It’s not hard to fathom why Tigers Are Not Afraid has been championed by Guillermo del Toro and Stephen King.
Let’s bitch it out…
There’s an undercurrent of magic and fantasy embedded in Tigers Are Not Afraid that is essential for viewing. There’s such a grim reality in this tale about orphaned, homeless and impoverished Mexican kids evading a dangerous cartel that would be so dark, so pessimistic and so hopeless without the lift that comes from the fairytale and fantasy components.
Thankfully writer/director Issa Lopez knows exactly how to make her story palatable to audiences. Make no mistake, however, this is still a difficult and upsetting film.
Tigers Are Not Afraid wears its thesis on its sleeve from the very first scene. Estrella (Paola Lara) narrates her class assignment, the creation of a fairytale, in voice-over: a prince wishes to be a tiger because the striped animals are not afraid. Alas the prince cannot be a tiger because he has forgotten how to be a prince. It’s a telling metaphor about the film to come, which features children who are thrown into an adult world that strips them of their innocence.
The tranquil, charming glimpse into Estrella’s interior world is interrupted by a school shooting that simultaneously establishes how dangerous the world is and sets the narrative in motion. In the next scene Estrella’s teacher posts a sign confirming that classes are suspended indefinitely and Estrella returns home to discover that her mother has disappeared.
Estrella is the film’s protagonist, but it is her relationship with Shine (Juan Ramón López), the defacto leader of a group of homeless lost boys who scavenge Estrella’s neighbour, that defines the film. After a day and a night without an appearance by her mother, Estrella cautiously ingratiates herself into Shine’s group, which is almost immediately upended by an appearance by the Huasca gang, the film’s villains. The Huascas deal in human trafficking and drugs and they are responsible not only for the abandoned, derelict neighborhood, as well as the abduction and murder of large swaths of people, possibly including Estrella’s mother.
The isolation and lack of supporting characters, especially adults, is one of the most visually distinct aspects of the film. This is an empty world: families are seen moving out, there are constant references to people being abducted and the children at the center of the story are only ever seen fending for themselves. At one point they try to engage the police and the encounter lasts for less than a minute before the officers wave them off and the cruiser drives off.
The messaging is clear: much like a fairytale, no one is coming to save these kids. They must learn how to take care of themselves and solve their own problems.
Unlike an idealistic North American film, the efforts by Estrella, Shine and the others do not always go smoothly and they are not without cost. The children’s decision to go up against members of the Huasca – first by taking credit for a murder that gang leader Chino (Tenoch Huerta) commits, then attempting to outsmart him by using incriminating video footage as leverage – leads to disaster.
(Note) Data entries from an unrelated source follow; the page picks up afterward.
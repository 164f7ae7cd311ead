//! Session environment classification.
//!
//! Each predicate is a pure function over a parsed [`Capabilities`] record.
//! [`EnvironmentFlags::detect`] runs all of them once per session; the result
//! drives definition-set selection in [`crate::table`].

use serde::{Deserialize, Serialize};
use serde_json::Value;
use tracing::debug;

use crate::capabilities::{Capabilities, RequestedCapabilities};

/// Dialect, browser family and vendor characteristics of one session.
///
/// Flags are independent: a session may be W3C and mobile and Sauce at once.
#[derive(Debug, Clone, Copy, PartialEq, Eq, Hash, Default, Serialize, Deserialize)]
pub struct EnvironmentFlags {
    /// Speaks the W3C WebDriver dialect.
    #[serde(rename = "isW3C")]
    pub is_w3c: bool,
    /// Driven by chromedriver.
    #[serde(rename = "isChrome")]
    pub is_chrome: bool,
    /// Mobile device or emulator.
    #[serde(rename = "isMobile")]
    pub is_mobile: bool,
    /// iOS device.
    #[serde(rename = "isIOS")]
    pub is_ios: bool,
    /// Android device.
    #[serde(rename = "isAndroid")]
    pub is_android: bool,
    /// Sauce Labs session with extended debugging.
    #[serde(rename = "isSauce")]
    pub is_sauce: bool,
    /// Legacy Selenium standalone server.
    #[serde(rename = "isSeleniumStandalone")]
    pub is_selenium_standalone: bool,
}

impl EnvironmentFlags {
    /// Classify a session.
    ///
    /// `hostname` is recorded for diagnostics only. The Sauce check runs on
    /// the requested `alwaysMatch` block because servers may strip vendor
    /// options from the negotiated record.
    pub fn detect(
        hostname: &str,
        capabilities: &Capabilities,
        requested: &RequestedCapabilities,
    ) -> Self {
        let flags = Self {
            is_w3c: is_w3c(capabilities),
            is_chrome: is_chrome(capabilities),
            is_mobile: is_mobile(capabilities),
            is_ios: is_ios(capabilities),
            is_android: is_android(capabilities),
            is_sauce: is_sauce(&requested.always_match()),
            is_selenium_standalone: is_selenium_standalone(capabilities),
        };
        debug!(hostname, ?flags, "classified session environment");
        flags
    }

    /// Classify a session from raw JSON records.
    pub fn from_values(hostname: &str, capabilities: &Value, requested: &Value) -> Self {
        Self::detect(
            hostname,
            &Capabilities::from_value(capabilities),
            &RequestedCapabilities::from_value(requested),
        )
    }

    /// The flags as `(property name, value)` pairs, in publication order.
    pub fn properties(&self) -> [(&'static str, bool); 7] {
        [
            ("isW3C", self.is_w3c),
            ("isMobile", self.is_mobile),
            ("isIOS", self.is_ios),
            ("isAndroid", self.is_android),
            ("isChrome", self.is_chrome),
            ("isSauce", self.is_sauce),
            ("isSeleniumStandalone", self.is_selenium_standalone),
        ]
    }

    /// No flag is set.
    pub fn is_plain(&self) -> bool {
        self.properties().iter().all(|(_, set)| !set)
    }
}

/// W3C dialect: an Appium-style record (`automationName` or `deviceName`), or
/// `platformName` and `browserVersion` together with either `platformVersion`
/// or a `setWindowRect` key.
pub fn is_w3c(caps: &Capabilities) -> bool {
    let is_appium = caps.automation_name.is_truthy() || caps.device_name.is_truthy();
    let has_w3c_caps = caps.platform_name.is_truthy()
        && caps.browser_version.is_truthy()
        && (caps.platform_version.is_truthy() || caps.set_window_rect.is_present());
    has_w3c_caps || is_appium
}

/// Chromedriver session.
pub fn is_chrome(caps: &Capabilities) -> bool {
    caps.chrome.is_truthy() || caps.chrome_options.is_truthy()
}

/// Mobile session. Marker keys count when present with any value.
pub fn is_mobile(caps: &Capabilities) -> bool {
    if !caps.mobile_markers.is_empty() || caps.device_name.is_present() {
        return true;
    }
    match caps.browser_name.as_text() {
        Some(name) => {
            name.is_empty() || ["ipad", "iphone", "android"].contains(&name.to_lowercase().as_str())
        }
        None => false,
    }
}

/// iOS session.
pub fn is_ios(caps: &Capabilities) -> bool {
    caps.platform_name.contains_ignore_case("ios")
        || caps.device_name.contains_ignore_case("ipad")
        || caps.device_name.contains_ignore_case("iphone")
}

/// Android session.
pub fn is_android(caps: &Capabilities) -> bool {
    caps.platform_name.contains_ignore_case("android")
        || caps.browser_name.contains_ignore_case("android")
}

/// Sauce Labs session with extended debugging enabled, either at the top
/// level or inside `sauce:options`.
pub fn is_sauce(caps: &Capabilities) -> bool {
    caps.extended_debugging.is_truthy() || caps.sauce_extended_debugging.is_truthy()
}

/// Legacy Selenium standalone server.
pub fn is_selenium_standalone(caps: &Capabilities) -> bool {
    caps.legacy_session_id.is_truthy()
}

#[cfg(test)]
mod tests {
    use super::*;
    use serde_json::json;

    fn caps(value: Value) -> Capabilities {
        Capabilities::from_value(&value)
    }

    #[test]
    fn test_w3c_detection() {
        assert!(is_w3c(&caps(json!({ "automationName": "XCUITest" }))));
        assert!(is_w3c(&caps(json!({ "deviceName": "Pixel" }))));
        assert!(is_w3c(&caps(json!({
            "platformName": "linux",
            "browserVersion": "120",
            "setWindowRect": null
        }))));
        assert!(is_w3c(&caps(json!({
            "platformName": "mac",
            "browserVersion": "17",
            "platformVersion": "14"
        }))));
        // platformVersion alone is not enough without browserVersion
        assert!(!is_w3c(&caps(json!({ "platformName": "linux", "platformVersion": "6" }))));
        assert!(!is_w3c(&caps(json!({ "platformName": "linux", "browserVersion": "120" }))));
        assert!(!is_w3c(&caps(json!({ "deviceName": "" }))));
    }

    #[test]
    fn test_mobile_detection() {
        assert!(is_mobile(&caps(json!({ "deviceOrientation": null }))));
        assert!(is_mobile(&caps(json!({ "deviceName": null }))));
        assert!(is_mobile(&caps(json!({ "browserName": "" }))));
        assert!(is_mobile(&caps(json!({ "browserName": "iPad" }))));
        assert!(is_mobile(&caps(json!({ "browserName": "ANDROID" }))));
        assert!(!is_mobile(&caps(json!({ "browserName": "chrome" }))));
        assert!(!is_mobile(&caps(json!({ "browserName": null }))));
    }

    #[test]
    fn test_platform_detection() {
        let ios = caps(json!({ "platformName": "iOS" }));
        assert!(is_ios(&ios));
        assert!(!is_android(&ios));

        assert!(is_ios(&caps(json!({ "deviceName": "iPhone 15 Simulator" }))));
        assert!(is_android(&caps(json!({ "browserName": "Android" }))));
        assert!(is_android(&caps(json!({ "platformName": "android" }))));
        assert!(!is_ios(&caps(json!({ "platformName": 1 }))));
    }

    #[test]
    fn test_vendor_detection() {
        assert!(is_chrome(&caps(json!({ "goog:chromeOptions": { "args": [] } }))));
        assert!(is_chrome(&caps(json!({ "chrome": true }))));
        assert!(!is_chrome(&caps(json!({ "chrome": false }))));

        assert!(is_selenium_standalone(&caps(json!({ "webdriver.remote.sessionid": "abc" }))));
        assert!(!is_selenium_standalone(&caps(json!({ "webdriver.remote.sessionid": "" }))));

        assert!(is_sauce(&caps(json!({ "extendedDebugging": true }))));
        assert!(is_sauce(&caps(json!({ "sauce:options": { "extendedDebugging": 1 } }))));
        assert!(!is_sauce(&caps(json!({ "sauce:options": {} }))));
    }

    #[test]
    fn test_sauce_uses_requested_capabilities() {
        let flags = EnvironmentFlags::from_values(
            "ondemand.saucelabs.com",
            &json!({ "extendedDebugging": true }),
            &json!({ "w3cCaps": { "alwaysMatch": {} } }),
        );
        assert!(!flags.is_sauce);

        let flags = EnvironmentFlags::from_values(
            "localhost",
            &json!({}),
            &json!({ "w3cCaps": { "alwaysMatch": { "sauce:options": { "extendedDebugging": true } } } }),
        );
        assert!(flags.is_sauce);
    }

    #[test]
    fn test_falsy_records_yield_plain_flags() {
        for value in [json!(null), json!(false), json!(""), json!({})] {
            let flags = EnvironmentFlags::from_values("localhost", &value, &json!(null));
            assert!(flags.is_plain(), "{value} produced {flags:?}");
        }
    }

    #[test]
    fn test_flags_serialize_with_property_names() {
        let flags = EnvironmentFlags {
            is_w3c: true,
            is_ios: true,
            ..Default::default()
        };
        let value = serde_json::to_value(flags).unwrap();
        assert_eq!(value["isW3C"], json!(true));
        assert_eq!(value["isIOS"], json!(true));
        assert_eq!(value["isSeleniumStandalone"], json!(false));
        assert_eq!(flags.properties()[0], ("isW3C", true));
    }
}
While the end of the film does ultimately embrace a more optimistic, fairytale outcome, the end of the second act is seriously dark and upsetting.
It is for this reason that Lopez’s use of fantasy visuals becomes so integral. Watching children get shot at, starve, and die is incredibly grim. Estrella’s propensity to hear the voice of her mother and to animate the stuffed tiger of one of the boys provides insight into her coping mechanisms, in addition to reinforcing the child-like perspective through which she experiences the world while simultaneously providing a visual light in the dark for audiences to latch onto.
Intriguingly, just like fairytales, these fantasy elements are not always hopeful and positive. In arguably the most visually spectacular sequence in the film, Estrella is confronted by a spectral horde of the Huasca gang’s victims; their heads and bodies are wrapped in plastic and they’re covered in blood. The victims advance on her like zombies, chasing Estrella into an alley, hands clawing at her from under a sewer grate. This sequence closely adheres to traditional horror movie conventions, and in so doing stands out from both the upbeat fantasy elements and the verisimilitude of the children’s impoverished lifestyle. It’s a terrifying moment in a great film.
The Bottom Line: Tigers Are Not Afraid is a compelling mix of dark fairytale visuals and a grim dissection of poverty and crime in Mexico, all captured through the lens of vulnerable children. The fantastic elements bring levity to the film’s upsetting themes and plot developments, helping writer/director Issa Lopez and her young protagonists soar.
Tigers Are Not Afraid is screening at the Boston Underground Film Festival on Sunday, March 25.